### Your goal
For the entries below, work out how many lines include the string "Deserialize", then write only that number.

Collected data entries
--- START ---

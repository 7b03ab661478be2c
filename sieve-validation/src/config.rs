//! Declarative rule sets loaded from TOML or JSON
//!
//! A rule set lists, per field, the filter descriptors and rule descriptors
//! to attach to a [`Validator`]. The `"*"` field holds wildcard filters and
//! the wildcard pseudo-field rules.
//!
//! ```toml
//! [fields."*"]
//! filters = ["trim"]
//!
//! [fields.email]
//! filters = ["lowerCase"]
//! rules = ["email:required", { rule = "text:max=64", error = "EMAIL_TOO_LONG" }]
//! ```

use crate::{Error, Registry, Result, Validator};
use indexmap::IndexMap;
use serde::{Deserialize, Serialize};
use std::fs;
use std::path::Path;
use std::sync::Arc;
use tracing::debug;

/// Supported rule set file formats
#[derive(Debug, Clone, Copy, PartialEq, Eq)]
pub enum FileFormat {
    Json,
    Toml,
}

impl FileFormat {
    pub fn from_extension(ext: &str) -> Option<Self> {
        match ext.to_lowercase().as_str() {
            "json" => Some(FileFormat::Json),
            "toml" => Some(FileFormat::Toml),
            _ => None,
        }
    }

    /// Detect the format from a file path
    pub fn from_path(path: &Path) -> Result<Self> {
        let ext = path
            .extension()
            .and_then(|s| s.to_str())
            .ok_or_else(|| Error::ConfigLoad("No file extension found".to_string()))?;

        Self::from_extension(ext)
            .ok_or_else(|| Error::ConfigLoad(format!("Unsupported format: {}", ext)))
    }
}

/// One rule entry: a bare descriptor, or a descriptor with an error override
#[derive(Debug, Clone, PartialEq, Eq, Serialize, Deserialize)]
#[serde(untagged)]
pub enum RuleEntry {
    Descriptor(String),
    Detailed {
        rule: String,
        #[serde(default, skip_serializing_if = "Option::is_none")]
        error: Option<String>,
    },
}

impl RuleEntry {
    pub fn descriptor(&self) -> &str {
        match self {
            RuleEntry::Descriptor(descriptor) => descriptor,
            RuleEntry::Detailed { rule, .. } => rule,
        }
    }

    pub fn error(&self) -> Option<&str> {
        match self {
            RuleEntry::Descriptor(_) => None,
            RuleEntry::Detailed { error, .. } => error.as_deref(),
        }
    }
}

#[derive(Debug, Clone, Default, PartialEq, Eq, Serialize, Deserialize)]
pub struct FieldConfig {
    #[serde(default)]
    pub filters: Vec<String>,
    #[serde(default)]
    pub rules: Vec<RuleEntry>,
}

/// Filters and rules for a set of fields
#[derive(Debug, Clone, Default, PartialEq, Eq, Serialize, Deserialize)]
pub struct RuleSetConfig {
    #[serde(default)]
    pub fields: IndexMap<String, FieldConfig>,
}

impl RuleSetConfig {
    pub fn from_toml_str(content: &str) -> Result<Self> {
        toml::from_str(content).map_err(|e| Error::ConfigParse(format!("TOML parse error: {}", e)))
    }

    pub fn from_json_str(content: &str) -> Result<Self> {
        serde_json::from_str(content)
            .map_err(|e| Error::ConfigParse(format!("JSON parse error: {}", e)))
    }

    /// Parse a rule set in the given format
    pub fn parse(content: &str, format: FileFormat) -> Result<Self> {
        match format {
            FileFormat::Json => Self::from_json_str(content),
            FileFormat::Toml => Self::from_toml_str(content),
        }
    }

    /// Load a rule set, detecting the format from the file extension
    pub fn load_file(path: impl AsRef<Path>) -> Result<Self> {
        let path = path.as_ref();
        let format = FileFormat::from_path(path)?;
        let content = fs::read_to_string(path)?;

        debug!("Loading rule set from {}", path.display());
        Self::parse(&content, format)
    }

    /// Attach every configured filter and rule to `validator`.
    ///
    /// Stops at the first descriptor that cannot be built.
    pub fn apply(&self, validator: &mut Validator) -> Result<()> {
        for (field, config) in &self.fields {
            for descriptor in &config.filters {
                validator.add_filter_descriptor(Some(field), descriptor)?;
            }
            for entry in &config.rules {
                validator.add_rule_descriptor(Some(field), entry.descriptor(), entry.error())?;
            }
        }

        Ok(())
    }

    /// Build a validator for `data` with this rule set attached
    pub fn validator(&self, data: crate::Data) -> Result<Validator> {
        self.validator_with_registry(data, Registry::shared())
    }

    /// Build a validator resolving descriptors against `registry`
    pub fn validator_with_registry(
        &self,
        data: crate::Data,
        registry: Arc<Registry>,
    ) -> Result<Validator> {
        let mut validator = Validator::with_registry(data, registry);
        self.apply(&mut validator)?;
        Ok(validator)
    }
}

--- END ---

### Answer space
4